Mãe – Então faça como eu, case com um “homem burro”. O meu marido que Deus o tenha, quando foi pela primeira vez em minha casa e viu uma réplica de Monalisa na parede e me perguntou. Que santa é essa? Pobrezinho! Filhinha, fazer o que? Tem que ser como Zélia, esposa de Jorge, meu tão amado, que Deus o tenha. Zélia era toda quietinha, comportadinha só escrevia livrinho bonitinho de historinha de família, veja só quem é que quase foi tomar chá na academia, veja só quase imortal! Se for se casar de novo, por favor, case com “homem burro”! Bem rústico!Bem matuto!

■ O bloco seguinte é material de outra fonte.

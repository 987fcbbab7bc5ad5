//! Orders Repository

use std::{error::Error as StdError, str::FromStr};

use jiff_sqlx::Timestamp as SqlxTimestamp;
use rust_decimal::Decimal;
use sqlx::{FromRow, Postgres, Row, Transaction, postgres::PgRow, query, query_as};
use storefront::{
    orders::{OrderDraft, OrderItemDraft},
    products::ProductUuid,
};

use crate::domain::orders::models::{
    CustomerUuid, Order, OrderItem, OrderItemUuid, OrderSummary, OrderUuid, ShippingAddress,
    StatusUpdate,
};

const CREATE_ORDER_SQL: &str = include_str!("sql/create_order.sql");
const CREATE_ADDRESS_SQL: &str = include_str!("sql/create_address.sql");
const CREATE_ORDER_ITEM_SQL: &str = include_str!("sql/create_order_item.sql");
const GET_ORDER_SQL: &str = include_str!("sql/get_order.sql");
const GET_ORDER_ITEMS_SQL: &str = include_str!("sql/get_order_items.sql");
const LIST_ORDERS_SQL: &str = include_str!("sql/list_orders.sql");
const UPDATE_ORDER_STATUS_SQL: &str = include_str!("sql/update_order_status.sql");
const UPDATE_ORDER_TOTAL_SQL: &str = include_str!("sql/update_order_total.sql");
const DELETE_ORDER_ITEMS_SQL: &str = include_str!("sql/delete_order_items.sql");

#[derive(Debug, Clone, Default)]
pub(crate) struct PgOrdersRepository;

impl PgOrdersRepository {
    #[must_use]
    pub(crate) fn new() -> Self {
        Self
    }

    pub(crate) async fn create_order(
        &self,
        tx: &mut Transaction<'_, Postgres>,
        draft: &OrderDraft,
    ) -> Result<(), sqlx::Error> {
        query(CREATE_ORDER_SQL)
            .bind(draft.uuid.into_uuid())
            .bind(draft.customer.into_uuid())
            .bind(draft.grand_total)
            .bind(draft.payment_method.as_str())
            .bind(draft.payment_status.as_str())
            .bind(draft.status.as_str())
            .bind(draft.currency.as_str())
            .bind(draft.shipping_amount)
            .bind(draft.shipping_method.as_str())
            .bind(draft.notes.as_deref())
            .execute(&mut **tx)
            .await?;

        Ok(())
    }

    pub(crate) async fn create_address(
        &self,
        tx: &mut Transaction<'_, Postgres>,
        order: OrderUuid,
        address: &ShippingAddress,
    ) -> Result<(), sqlx::Error> {
        query(CREATE_ADDRESS_SQL)
            .bind(order.into_uuid())
            .bind(&address.first_name)
            .bind(&address.last_name)
            .bind(&address.phone)
            .bind(&address.street_address)
            .bind(&address.city)
            .bind(&address.state)
            .bind(&address.zip_code)
            .execute(&mut **tx)
            .await?;

        Ok(())
    }

    pub(crate) async fn create_items(
        &self,
        tx: &mut Transaction<'_, Postgres>,
        order: OrderUuid,
        items: &[OrderItemDraft],
    ) -> Result<(), sqlx::Error> {
        for item in items {
            let quantity =
                i32::try_from(item.quantity).map_err(|e| sqlx::Error::Encode(Box::new(e)))?;

            query(CREATE_ORDER_ITEM_SQL)
                .bind(item.uuid.into_uuid())
                .bind(order.into_uuid())
                .bind(item.product.into_uuid())
                .bind(quantity)
                .bind(item.unit_amount)
                .bind(item.total_amount)
                .execute(&mut **tx)
                .await?;
        }

        Ok(())
    }

    pub(crate) async fn delete_items(
        &self,
        tx: &mut Transaction<'_, Postgres>,
        order: OrderUuid,
    ) -> Result<u64, sqlx::Error> {
        let rows_affected = query(DELETE_ORDER_ITEMS_SQL)
            .bind(order.into_uuid())
            .execute(&mut **tx)
            .await?
            .rows_affected();

        Ok(rows_affected)
    }

    pub(crate) async fn get_order(
        &self,
        tx: &mut Transaction<'_, Postgres>,
        order: OrderUuid,
        customer: Option<CustomerUuid>,
    ) -> Result<Order, sqlx::Error> {
        query_as::<Postgres, Order>(GET_ORDER_SQL)
            .bind(order.into_uuid())
            .bind(customer.map(CustomerUuid::into_uuid))
            .fetch_one(&mut **tx)
            .await
    }

    pub(crate) async fn get_order_items(
        &self,
        tx: &mut Transaction<'_, Postgres>,
        order: OrderUuid,
    ) -> Result<Vec<OrderItem>, sqlx::Error> {
        query_as::<Postgres, OrderItem>(GET_ORDER_ITEMS_SQL)
            .bind(order.into_uuid())
            .fetch_all(&mut **tx)
            .await
    }

    pub(crate) async fn list_orders(
        &self,
        tx: &mut Transaction<'_, Postgres>,
        customer: CustomerUuid,
    ) -> Result<Vec<OrderSummary>, sqlx::Error> {
        query_as::<Postgres, OrderSummary>(LIST_ORDERS_SQL)
            .bind(customer.into_uuid())
            .fetch_all(&mut **tx)
            .await
    }

    pub(crate) async fn update_status(
        &self,
        tx: &mut Transaction<'_, Postgres>,
        order: OrderUuid,
        update: StatusUpdate,
    ) -> Result<u64, sqlx::Error> {
        let rows_affected = query(UPDATE_ORDER_STATUS_SQL)
            .bind(order.into_uuid())
            .bind(update.status.as_str())
            .bind(update.payment_status.as_str())
            .execute(&mut **tx)
            .await?
            .rows_affected();

        Ok(rows_affected)
    }

    pub(crate) async fn update_total(
        &self,
        tx: &mut Transaction<'_, Postgres>,
        order: OrderUuid,
        grand_total: Decimal,
    ) -> Result<u64, sqlx::Error> {
        let rows_affected = query(UPDATE_ORDER_TOTAL_SQL)
            .bind(order.into_uuid())
            .bind(grand_total)
            .execute(&mut **tx)
            .await?
            .rows_affected();

        Ok(rows_affected)
    }
}

fn decode_code<T>(row: &PgRow, column: &str) -> sqlx::Result<T>
where
    T: FromStr,
    T::Err: StdError + Send + Sync + 'static,
{
    let raw: String = row.try_get(column)?;

    raw.parse().map_err(|e| sqlx::Error::ColumnDecode {
        index: column.to_string(),
        source: Box::new(e),
    })
}

impl<'r> FromRow<'r, PgRow> for Order {
    fn from_row(row: &'r PgRow) -> sqlx::Result<Self> {
        Ok(Self {
            uuid: OrderUuid::from_uuid(row.try_get("uuid")?),
            customer: CustomerUuid::from_uuid(row.try_get("customer_uuid")?),
            grand_total: row.try_get("grand_total")?,
            payment_method: decode_code(row, "payment_method")?,
            payment_status: decode_code(row, "payment_status")?,
            status: decode_code(row, "status")?,
            currency: decode_code(row, "currency")?,
            shipping_amount: row.try_get("shipping_amount")?,
            shipping_method: decode_code(row, "shipping_method")?,
            notes: row.try_get("notes")?,
            address: ShippingAddress {
                first_name: row.try_get("first_name")?,
                last_name: row.try_get("last_name")?,
                phone: row.try_get("phone")?,
                street_address: row.try_get("street_address")?,
                city: row.try_get("city")?,
                state: row.try_get("state")?,
                zip_code: row.try_get("zip_code")?,
            },
            items: Vec::new(),
            created_at: row.try_get::<SqlxTimestamp, _>("created_at")?.to_jiff(),
            updated_at: row.try_get::<SqlxTimestamp, _>("updated_at")?.to_jiff(),
        })
    }
}

impl<'r> FromRow<'r, PgRow> for OrderItem {
    fn from_row(row: &'r PgRow) -> sqlx::Result<Self> {
        let quantity: i32 = row.try_get("quantity")?;

        let quantity = u32::try_from(quantity).map_err(|e| sqlx::Error::ColumnDecode {
            index: "quantity".to_string(),
            source: Box::new(e),
        })?;

        Ok(Self {
            uuid: OrderItemUuid::from_uuid(row.try_get("uuid")?),
            product: ProductUuid::from_uuid(row.try_get("product_uuid")?),
            quantity,
            unit_amount: row.try_get("unit_amount")?,
            total_amount: row.try_get("total_amount")?,
        })
    }
}

impl<'r> FromRow<'r, PgRow> for OrderSummary {
    fn from_row(row: &'r PgRow) -> sqlx::Result<Self> {
        Ok(Self {
            uuid: OrderUuid::from_uuid(row.try_get("uuid")?),
            grand_total: row.try_get("grand_total")?,
            payment_method: decode_code(row, "payment_method")?,
            payment_status: decode_code(row, "payment_status")?,
            status: decode_code(row, "status")?,
            currency: decode_code(row, "currency")?,
            created_at: row.try_get::<SqlxTimestamp, _>("created_at")?.to_jiff(),
        })
    }
}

Irmã – Minha namorada adora meu estilo de escrever, diz que eu sou a nova Virginia Woolf! Ela me apoia muito, e o mais importante, me ama, ela acha o máximo uma família como a nossa! Mãe e duas filhas escritoras. Claro né, “mainha”. Nós, não tão bem cotadas como a senhora. Ainda!

Mãe – Que história é essa de namorada?Fique de olho aberto com essa fulaninha pra num acabar como a Virginia Woolf com “os bolso cheinhos”de pedras e virando comida de peixe num fundo de rio, moqueca.

Noiva e Irmã – Credo “Mainha”!

Mãe – É, essa talzinha me parece bem espertinha, depois é no meu colo que tu vem chorar. Porque tu não se engraça com uma dançarina de axé ou de grupo de pagode? Ganham bem, são gostosinhas e…  (apontando pra própria cabeça) não vão te dá trabalho. Pensam só com… (Aponta a própria bunda enquanto empina) Oh! Meu Padrinho Padre Cícero! Já to vendo as manchetes amanhã no jornal. “Famosa escritora, Sebastiana Serapião – tem filha virgem abandonada no altar – por noivo baitôla”. Preciso consultar minhas fontes na imprensa, uma vez um maldito paparazzi flagrou eu e Jorge, meu tão amado, em cenas comprometedoras, já pensou se Zélia desconfia? Mas graças as minhas fontes tive os negativos e as fotos em minhas mãos.

Noiva e Irmã – “Mainha”!

Irmã (para Noiva à parte) – Ela inventa essa história! Imagine, o Jorge!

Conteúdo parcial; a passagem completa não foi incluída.